Wednesday, August 29, 2012

Other forms of alternative dispute resolution


Mediation is only one form of dispute resolution that are "alternatives" to litigation through the courts. It helps to have some knowledge of others.

The first two forms of dispute resolution within the scope of any formal proceedings.

The first is to avoid, which is a strategy deliberately chosen in response to a perceived conflict. This strategy can be called: "Get out of Dodge City." There's nothing wrong out of Dodge City, facing a stronger opponent, not a prize worth fighting for, the fear of something worse, or any other number of reasons. People routinely, and often significantly, to retaliate by simply ignoring it.

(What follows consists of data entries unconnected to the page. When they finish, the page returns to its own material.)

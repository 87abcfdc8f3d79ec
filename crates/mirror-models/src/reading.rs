//! Externally recorded readings and session summaries.

use schemars::JsonSchema;
use serde::{Deserialize, Serialize};

/// A score reading as recorded by the persistence collaborator.
#[derive(Debug, Clone, Copy, PartialEq, Serialize, Deserialize, JsonSchema)]
pub struct Reading {
    pub focus: f64,
    pub energy: f64,
    pub confidence: f64,
    #[serde(default)]
    pub face_detected: bool,
    #[serde(default)]
    pub timestamp_ms: i64,
}

/// End-of-session summary stored alongside a session.
#[derive(Debug, Clone, PartialEq, Serialize, Deserialize, JsonSchema)]
pub struct SessionSummary {
    pub duration_secs: u64,
    pub total_readings: usize,
    pub avg_confidence: f64,
    pub avg_focus: f64,
    pub avg_energy: f64,
    pub insights: Vec<String>,
}
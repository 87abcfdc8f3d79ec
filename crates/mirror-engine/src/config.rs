//! Engine configuration.
//!
//! Every tunable constant of the pipeline lives here so tests and the replay
//! runner can adjust timing without touching the stages themselves.

use serde::{Deserialize, Serialize};

use mirror_models::EventKind;

use crate::error::{EngineError, EngineResult};

/// Hysteresis thresholds for the event state machines.
///
/// Durations are counted in ticks (seconds), not wall-clock time.
#[derive(Debug, Clone, Serialize, Deserialize)]
pub struct EventThresholds {
    pub face_lost_trigger: u32,
    pub face_lost_recover: u32,
    /// Trigger for a distracted look-away
    pub look_away_trigger: u32,
    /// Thinking trigger used when the context mode sets none
    pub look_away_thinking_trigger: u32,
    pub look_away_recover: u32,
    pub look_away_ratio_high: f64,
    pub look_away_ratio_low: f64,
    pub focus_streak_trigger: u32,
    pub focus_streak_threshold: u8,
    pub focus_streak_break_threshold: u8,
    pub focus_streak_break_duration: u32,
    /// Distraction trigger used when the context mode sets none
    pub distraction_trigger: u32,
    pub distraction_threshold: u8,
    pub distraction_recover_threshold: u8,
    pub distraction_recover_duration: u32,
    pub energy_dip_trigger: u32,
    pub energy_dip_delta: f64,
    /// Trailing seconds of history the energy median is taken over
    pub energy_dip_window: usize,
    /// History length required before the median replaces the fallback
    pub energy_dip_min_samples: usize,
    pub energy_dip_fallback: f64,
}

impl Default for EventThresholds {
    fn default() -> Self {
        Self {
            face_lost_trigger: 2,
            face_lost_recover: 1,
            look_away_trigger: 1,
            look_away_thinking_trigger: 3,
            look_away_recover: 1,
            look_away_ratio_high: 0.60,
            look_away_ratio_low: 0.25,
            focus_streak_trigger: 120,
            focus_streak_threshold: 85,
            focus_streak_break_threshold: 70,
            focus_streak_break_duration: 10,
            distraction_trigger: 30,
            distraction_threshold: 55,
            distraction_recover_threshold: 70,
            distraction_recover_duration: 15,
            energy_dip_trigger: 120,
            energy_dip_delta: 15.0,
            energy_dip_window: 600,
            energy_dip_min_samples: 60,
            energy_dip_fallback: 75.0,
        }
    }
}

/// Minimum re-fire interval per event family, in seconds.
#[derive(Debug, Clone, Serialize, Deserialize)]
pub struct EventCooldowns {
    pub look_away_thinking: u64,
    pub look_away_distracted: u64,
    pub yawn: u64,
    pub low_signal: u64,
    pub energy_dip: u64,
    pub face_lost: u64,
}

impl Default for EventCooldowns {
    fn default() -> Self {
        Self {
            look_away_thinking: 5,
            look_away_distracted: 5,
            yawn: 20,
            low_signal: 10,
            energy_dip: 60,
            face_lost: 3,
        }
    }
}

impl EventCooldowns {
    /// Cooldown for a kind in milliseconds, looked up by family.
    pub fn for_kind(&self, kind: EventKind) -> Option<i64> {
        let secs = match kind {
            EventKind::LookAwayThinkingStart | EventKind::LookAwayThinkingEnd => {
                self.look_away_thinking
            }
            EventKind::LookAwayDistractedStart | EventKind::LookAwayDistractedEnd => {
                self.look_away_distracted
            }
            EventKind::Yawn => self.yawn,
            EventKind::LowSignal => self.low_signal,
            EventKind::EnergyDipStart | EventKind::EnergyDipEnd => self.energy_dip,
            EventKind::FaceLostStart | EventKind::FaceLostEnd => self.face_lost,
            _ => return None,
        };
        (secs > 0).then(|| secs as i64 * 1000)
    }
}

/// Calibration timeline and sample requirements.
#[derive(Debug, Clone, Serialize, Deserialize)]
pub struct CalibrationConfig {
    pub phase_a_ms: u64,
    pub phase_b_ms: u64,
    pub phase_c_ms: u64,
    /// Phase-A EAR samples required for a full baseline
    pub min_phase_a_samples: usize,
    /// Phase-B samples required (exclusive) to derive off-thresholds
    pub min_phase_b_samples: usize,
    /// Off-threshold multiple of the phase-B spread
    pub off_threshold_sd_multiplier: f64,
    /// Floor applied to calibrated head and gaze jitter
    pub jitter_floor: f64,
}

impl Default for CalibrationConfig {
    fn default() -> Self {
        Self {
            phase_a_ms: 15_000,
            phase_b_ms: 10_000,
            phase_c_ms: 10_000,
            min_phase_a_samples: 100,
            min_phase_b_samples: 50,
            off_threshold_sd_multiplier: 1.5,
            jitter_floor: 0.005,
        }
    }
}

impl CalibrationConfig {
    pub fn total_ms(&self) -> u64 {
        self.phase_a_ms + self.phase_b_ms + self.phase_c_ms
    }
}

/// Analysis engine configuration.
#[derive(Debug, Clone, Serialize, Deserialize)]
pub struct EngineConfig {
    /// Consecutive low-EAR frames that make a blink
    pub blink_min_frames: u32,
    /// Trailing window for blink rate, in ms
    pub blink_window_ms: i64,
    /// Sustained high-MAR time before a yawn fires, in ms
    pub yawn_duration_ms: i64,
    pub ema_alpha_normal: f64,
    pub ema_alpha_low_signal: f64,
    pub drift_alpha: f64,
    /// Signal quality below this slows score smoothing and counts as low signal
    pub signal_quality_min: f64,
    /// Signal quality required before drift correction may run
    pub drift_quality_min: f64,
    /// Merge window for same-kind events, in ms
    pub event_merge_window_ms: i64,
    /// Recent log entries inspected for a merge candidate
    pub event_merge_lookback: usize,
    pub toggle_spam_threshold: usize,
    pub toggle_spam_window_ms: i64,
    /// Landmark sequences shorter than this are treated as no face
    pub min_face_points: usize,
    pub event_log_capacity: usize,
    pub second_metrics_capacity: usize,
    pub history_capacity: usize,
    pub report_memory_capacity: usize,
    /// Ticks between auto-tune passes
    pub auto_tune_interval: u64,
    pub auto_tune_min_samples: usize,
    /// Recent events attached to each tick result
    pub tick_event_slice: usize,
    pub events: EventThresholds,
    pub cooldowns: EventCooldowns,
    pub calibration: CalibrationConfig,
}

impl Default for EngineConfig {
    fn default() -> Self {
        Self {
            blink_min_frames: 2,
            blink_window_ms: 60_000,
            yawn_duration_ms: 1_000,
            ema_alpha_normal: 0.2,
            ema_alpha_low_signal: 0.05,
            drift_alpha: 0.005,
            signal_quality_min: 50.0,
            drift_quality_min: 70.0,
            event_merge_window_ms: 1_500,
            event_merge_lookback: 5,
            toggle_spam_threshold: 3,
            toggle_spam_window_ms: 30_000,
            min_face_points: 400,
            event_log_capacity: 200,
            second_metrics_capacity: 600,
            history_capacity: 3_600,
            report_memory_capacity: 10,
            auto_tune_interval: 300,
            auto_tune_min_samples: 300,
            tick_event_slice: 10,
            events: EventThresholds::default(),
            cooldowns: EventCooldowns::default(),
            calibration: CalibrationConfig::default(),
        }
    }
}

impl EngineConfig {
    /// Create config from environment variables.
    ///
    /// Unset or unparsable variables keep their defaults.
    pub fn from_env() -> Self {
        let defaults = Self::default();
        Self {
            blink_min_frames: env_or("MIRROR_BLINK_MIN_FRAMES", defaults.blink_min_frames),
            yawn_duration_ms: env_or("MIRROR_YAWN_DURATION_MS", defaults.yawn_duration_ms),
            ema_alpha_normal: env_or("MIRROR_EMA_ALPHA", defaults.ema_alpha_normal),
            ema_alpha_low_signal: env_or(
                "MIRROR_EMA_ALPHA_LOW_SIGNAL",
                defaults.ema_alpha_low_signal,
            ),
            drift_alpha: env_or("MIRROR_DRIFT_ALPHA", defaults.drift_alpha),
            signal_quality_min: env_or("MIRROR_SIGNAL_QUALITY_MIN", defaults.signal_quality_min),
            second_metrics_capacity: env_or(
                "MIRROR_SECOND_METRICS_CAPACITY",
                defaults.second_metrics_capacity,
            ),
            history_capacity: env_or("MIRROR_HISTORY_CAPACITY", defaults.history_capacity),
            auto_tune_interval: env_or("MIRROR_AUTO_TUNE_INTERVAL", defaults.auto_tune_interval),
            ..defaults
        }
    }

    /// Reject values the pipeline cannot run with.
    pub fn validate(&self) -> EngineResult<()> {
        for (name, alpha) in [
            ("ema_alpha_normal", self.ema_alpha_normal),
            ("ema_alpha_low_signal", self.ema_alpha_low_signal),
            ("drift_alpha", self.drift_alpha),
        ] {
            if !(alpha > 0.0 && alpha <= 1.0) {
                return Err(EngineError::invalid_config(format!(
                    "{} must be in (0, 1], got {}",
                    name, alpha
                )));
            }
        }
        if self.blink_min_frames == 0 {
            return Err(EngineError::invalid_config("blink_min_frames must be positive"));
        }
        if self.auto_tune_interval == 0 {
            return Err(EngineError::invalid_config("auto_tune_interval must be positive"));
        }
        for (name, capacity) in [
            ("event_log_capacity", self.event_log_capacity),
            ("second_metrics_capacity", self.second_metrics_capacity),
            ("history_capacity", self.history_capacity),
            ("report_memory_capacity", self.report_memory_capacity),
        ] {
            if capacity == 0 {
                return Err(EngineError::invalid_config(format!("{} must be positive", name)));
            }
        }
        if self.events.look_away_ratio_low >= self.events.look_away_ratio_high {
            return Err(EngineError::invalid_config(
                "look_away_ratio_low must be below look_away_ratio_high",
            ));
        }
        if self.min_face_points < 400 {
            return Err(EngineError::invalid_config("min_face_points must be at least 400"));
        }
        Ok(())
    }
}

fn env_or<T: std::str::FromStr>(key: &str, default: T) -> T {
    std::env::var(key)
        .ok()
        .and_then(|s| s.parse().ok())
        .unwrap_or(default)
}
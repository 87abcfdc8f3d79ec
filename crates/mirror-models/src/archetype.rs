//! Session archetype labels.

use schemars::JsonSchema;
use serde::{Deserialize, Serialize};

/// Categorical summary of a whole session's behavioral shape.
#[derive(Debug, Clone, Copy, PartialEq, Eq, Hash, Serialize, Deserialize, JsonSchema)]
#[serde(rename_all = "snake_case")]
pub enum SessionArchetype {
    LockedIn,
    ChoppyFocus,
    FatigueDrift,
    RestlessSprint,
    DistractedSpiral,
    LowSignal,
    SteadyState,
}

impl SessionArchetype {
    pub fn label(&self) -> &'static str {
        match self {
            SessionArchetype::LockedIn => "Locked In",
            SessionArchetype::ChoppyFocus => "Choppy Focus",
            SessionArchetype::FatigueDrift => "Fatigue Drift",
            SessionArchetype::RestlessSprint => "Restless Sprint",
            SessionArchetype::DistractedSpiral => "Distracted Spiral",
            SessionArchetype::LowSignal => "Low Signal",
            SessionArchetype::SteadyState => "Steady State",
        }
    }

    pub fn emoji(&self) -> &'static str {
        match self {
            SessionArchetype::LockedIn => "🎯",
            SessionArchetype::ChoppyFocus => "📊",
            SessionArchetype::FatigueDrift => "😴",
            SessionArchetype::RestlessSprint => "⚡",
            SessionArchetype::DistractedSpiral => "🌀",
            SessionArchetype::LowSignal => "📡",
            SessionArchetype::SteadyState => "⚖️",
        }
    }

    pub fn description(&self) -> &'static str {
        match self {
            SessionArchetype::LockedIn => "Deep work achieved",
            SessionArchetype::ChoppyFocus => "Good periods, but fragmented",
            SessionArchetype::FatigueDrift => "Started strong, faded",
            SessionArchetype::RestlessSprint => "High energy but fidgety",
            SessionArchetype::DistractedSpiral => "Attention pulled away",
            SessionArchetype::LowSignal => "Tracking unreliable",
            SessionArchetype::SteadyState => "Consistent baseline",
        }
    }
}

At the other end of the scale of extra-judicial processes, is self-help. Self-help is an action taken by a person designed to affect a resolution of a problem. Self-help includes murder, although not all forms of self-help are illegal. Murder is an effective means to resolve conflicts by disposing of his opponent, but suffers from drawbacks: (1) For most people, there is a moral objections: a murder is against the Ten Commandments - "Come ^ your not kill. " (2) Murder is illegal, and the consequences of getting caught can ruin more than one full day. (3) Although there is no organized legal system, is a debilitating consequence to kill: often results in a blood feud. Such feuds can last from generation to generation, and infect a whole society. Other less drastic forms of self-help may include protesting, striking, theft, and so on.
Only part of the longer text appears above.